A funny start
Dilwale Dulhania Le Jayenge's Chutki has grown up and is now a stand-up comic
Around five years ago, Pooja Ruparel had returned from an acting audition in Mumbai, fuming from the ears. She had had an unsavoury experience, and let her indignation loose on a friend who was willing to lend her a patient ear. When she'd finished blowing her lid, the friend told her, "Just come again, and let me record everything you said." And it's when they heard that recording that both realised how the embedded humour in Ruparel's angry rant could, ironically, make for a comedy routine.
Now, most people would recognise Ruparel from her roles in films like King Uncle and Dilwale Dulhaniya Le Jayenge, in which she essayed the role of Kajol's sister, Chutki. But that was 1995. By 2013, her sphere of interests had broadened beyond acting. It was also a time that the embryo had just hatched for India's comedy circuit. The people who were first to the post had laid the foundations for a burgeoning industry. So, when the realisation dawned on Ruparel that, "Hey, I can be funny when I'm fuming," she sensed an opportunity. And channelled her anger and spiced it up with tragedy to build her first stand-up routine.
"I was quite depressed at the time and turned to comedy as a coping mechanism. But back then, there weren't enough open-mic events. I was also busy with plays, and am usually doing five things at a time. Plus, I wanted to settle down [in my head] and be more in tune with what I wanted to say. So I took some time off. But, now I'm back and trying out another half-hour routine," she says, adding that having a good sense of humour is like breathing in good air — it's essential.
Ruparel as Chutki in DDLJ
But how does she go about gathering material for her comedy? Is it from the everyday things around her? "Oh yes, absolutely. I have this little 'stand-up notes' section in my phone that's constantly being updated. I recently jotted down the news about seven men raping a goat in Haryana, for example. I am also wondering why people use caller tunes. I mean, it's your favourite song. So why do I have to listen to it when I call you, when you can't hear it yourself!"
It's a fair question, we tell her, and then ask for her assessment of the comedy scene as it stands at present. Ruparel comes across as an incisive person over the phone. She's also seen the circuit evolve since its inception, and says, "Unfortunately, it's still in its infancy. We are still finding our feet and are far from being a country where it's safe to speak your mind.
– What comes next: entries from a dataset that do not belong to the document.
#![allow(unreachable_pub)]
#![allow(dead_code)]

use anyhow::anyhow;
use crossterm::event::{
    DisableMouseCapture, EnableMouseCapture, KeyCode, KeyEvent, KeyEventKind, KeyModifiers,
};
use crossterm::terminal::{
    disable_raw_mode, enable_raw_mode, EnterAlternateScreen, LeaveAlternateScreen,
};
use crossterm::ExecutableCommand;
use log::error;
use rat_event::Outcome;
use ratatui::backend::CrosstermBackend;
use ratatui::layout::{Constraint, Layout, Rect};
use ratatui::style::{Style, Stylize};
use ratatui::text::Line;
use ratatui::widgets::Widget;
use ratatui::{Frame, Terminal};
use std::cmp::min;
use std::fs;
use std::io::{stdout, Stdout};
use std::time::{Duration, Instant, SystemTime};

pub struct MiniSalsaState {
    pub status: [String; 3],
    pub quit: bool,
}

impl Default for MiniSalsaState {
    fn default() -> Self {
        let mut s = Self {
            status: Default::default(),
            quit: false,
        };
        s.status[0] = "Ctrl-Q to quit.".into();
        s
    }
}

/// Event handler.
pub type HandleFn<Data, State> = fn(
    &crossterm::event::Event,
    data: &mut Data,
    istate: &mut MiniSalsaState,
    state: &mut State,
) -> Result<Outcome, anyhow::Error>;

/// Render.
pub type RepaintFn<Data, State> = fn(
    &mut Frame<'_>,
    Rect,
    &mut Data,
    &mut MiniSalsaState,
    &mut State,
) -> Result<(), anyhow::Error>;

/// Runs the animations. Returns the outcome and the time until
/// it wants to be called again.
pub type TickFn<Data, State> = fn(
    Instant,
    data: &mut Data,
    istate: &mut MiniSalsaState,
    state: &mut State,
) -> Result<(Outcome, Option<Duration>), anyhow::Error>;

const IDLE: Duration = Duration::from_millis(250);

pub fn run_ui<Data, State>(
    handle: HandleFn<Data, State>,
    repaint: RepaintFn<Data, State>,
    tick: TickFn<Data, State>,
    data: &mut Data,
    state: &mut State,
) -> Result<(), anyhow::Error> {
    stdout().execute(EnterAlternateScreen)?;
    stdout().execute(EnableMouseCapture)?;
    enable_raw_mode()?;

    let mut terminal = Terminal::new(CrosstermBackend::new(stdout()))?;
    terminal.clear()?;

    let mut istate = MiniSalsaState::default();

    repaint_ui(&mut terminal, repaint, data, &mut istate, state)?;

    let mut sleep = IDLE;
    let r = 'l: loop {
        let o = match crossterm::event::poll(sleep) {
            Ok(true) => {
                let event = match crossterm::event::read() {
                    Ok(v) => v,
                    Err(e) => break 'l Err(anyhow!(e)),
                };
                match handle_event(handle, event, data, &mut istate, state) {
                    Ok(v) => v,
                    Err(e) => break 'l Err(e),
                }
            }
            Ok(false) => Outcome::Continue,
            Err(e) => {
                istate.status[0] = format!("{}", e);
                Outcome::Changed
            }
        };

        if istate.quit {
            break 'l Ok(());
        }

        // animations run regardless of the event.
        let (t, next) = match tick(Instant::now(), data, &mut istate, state) {
            Ok(v) => v,
            Err(e) => break 'l Err(e),
        };
        sleep = next.map_or(IDLE, |v| min(v, IDLE));

        if o == Outcome::Changed || t == Outcome::Changed {
            match repaint_ui(&mut terminal, repaint, data, &mut istate, state) {
                Ok(_) => {}
                Err(e) => break 'l Err(e),
            };
        }
    };

    disable_raw_mode()?;
    stdout().execute(DisableMouseCapture)?;
    stdout().execute(LeaveAlternateScreen)?;

    r
}

fn repaint_ui<Data, State>(
    terminal: &mut Terminal<CrosstermBackend<Stdout>>,
    repaint: RepaintFn<Data, State>,
    data: &mut Data,
    istate: &mut MiniSalsaState,
    state: &mut State,
) -> Result<(), anyhow::Error> {
    terminal.hide_cursor()?;

    _ = terminal.draw(|frame| {
        match repaint_tui(frame, repaint, data, istate, state) {
            Ok(_) => {}
            Err(e) => {
                error!("{:?}", e)
            }
        };
    });

    Ok(())
}

fn repaint_tui<Data, State>(
    frame: &mut Frame<'_>,
    repaint: RepaintFn<Data, State>,
    data: &mut Data,
    istate: &mut MiniSalsaState,
    state: &mut State,
) -> Result<(), anyhow::Error> {
    let t0 = SystemTime::now();
    let area = frame.area();

    let l1 = Layout::vertical([Constraint::Fill(1), Constraint::Length(1)]).split(area);

    repaint(frame, l1[0], data, istate, state)?;

    let el = t0.elapsed().unwrap_or(Duration::from_nanos(0));
    istate.status[1] = format!("Render {:?}", el).to_string();

    let l_status = Layout::horizontal([
        Constraint::Fill(1),
        Constraint::Length(17),
        Constraint::Length(17),
    ])
    .split(l1[1]);

    Line::from(istate.status[0].as_str())
        .style(Style::new().white().on_black())
        .render(l_status[0], frame.buffer_mut());
    Line::from(istate.status[1].as_str())
        .style(Style::new().white().on_blue())
        .render(l_status[1], frame.buffer_mut());
    Line::from(istate.status[2].as_str())
        .style(Style::new().white().on_light_blue())
        .render(l_status[2], frame.buffer_mut());

    Ok(())
}

fn handle_event<Data, State>(
    handle: HandleFn<Data, State>,
    event: crossterm::event::Event,
    data: &mut Data,
    istate: &mut MiniSalsaState,
    state: &mut State,
) -> Result<Outcome, anyhow::Error> {
    let t0 = SystemTime::now();

    use crossterm::event::Event;
    match event {
        Event::Key(KeyEvent {
            code: KeyCode::Char('q'),
            modifiers: KeyModifiers::CONTROL,
            kind: KeyEventKind::Press,
            ..
        }) => {
            istate.quit = true;
            return Ok(Outcome::Changed);
        }
        Event::Resize(_, _) => return Ok(Outcome::Changed),
        _ => {}
    }

    let r = handle(&event, data, istate, state)?;

    let el = t0.elapsed().unwrap_or(Duration::from_nanos(0));
    istate.status[2] = format!("Handle {:?}", el).to_string();

    Ok(r)
}

pub fn setup_logging() -> Result<(), anyhow::Error> {
    _ = fs::remove_file("log.log");
    fern::Dispatch::new()
        .format(|out, message, record| {
            out.finish(format_args!("{} {}", record.level(), message))
        })
        .level(log::LevelFilter::Debug)
        .chain(fern::log_file("log.log")?)
        .apply()?;
    Ok(())
}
"But comedy is the highest form of critique. It's two pages condensed into two lines, and with shorter attention spans these days, you can actually lodge yourself in a person's brain if you are talking about something genuine. I am hoping that we can get through our drawbacks, though. The community has to stick with each other. We have to be patient and kind with ourselves. And I have to say that the scene is less insecure than when I first started. I mean, people would throw around cuss words for effect. But now there's less crap because the audience has been trained to tolerate less of it. They say that it takes a comic 25 years to come into his own. If you look at videos of Louis CK when he was young, he seems like any one of us, really. So, it takes time. And my heart is filled with hope, and gratitude."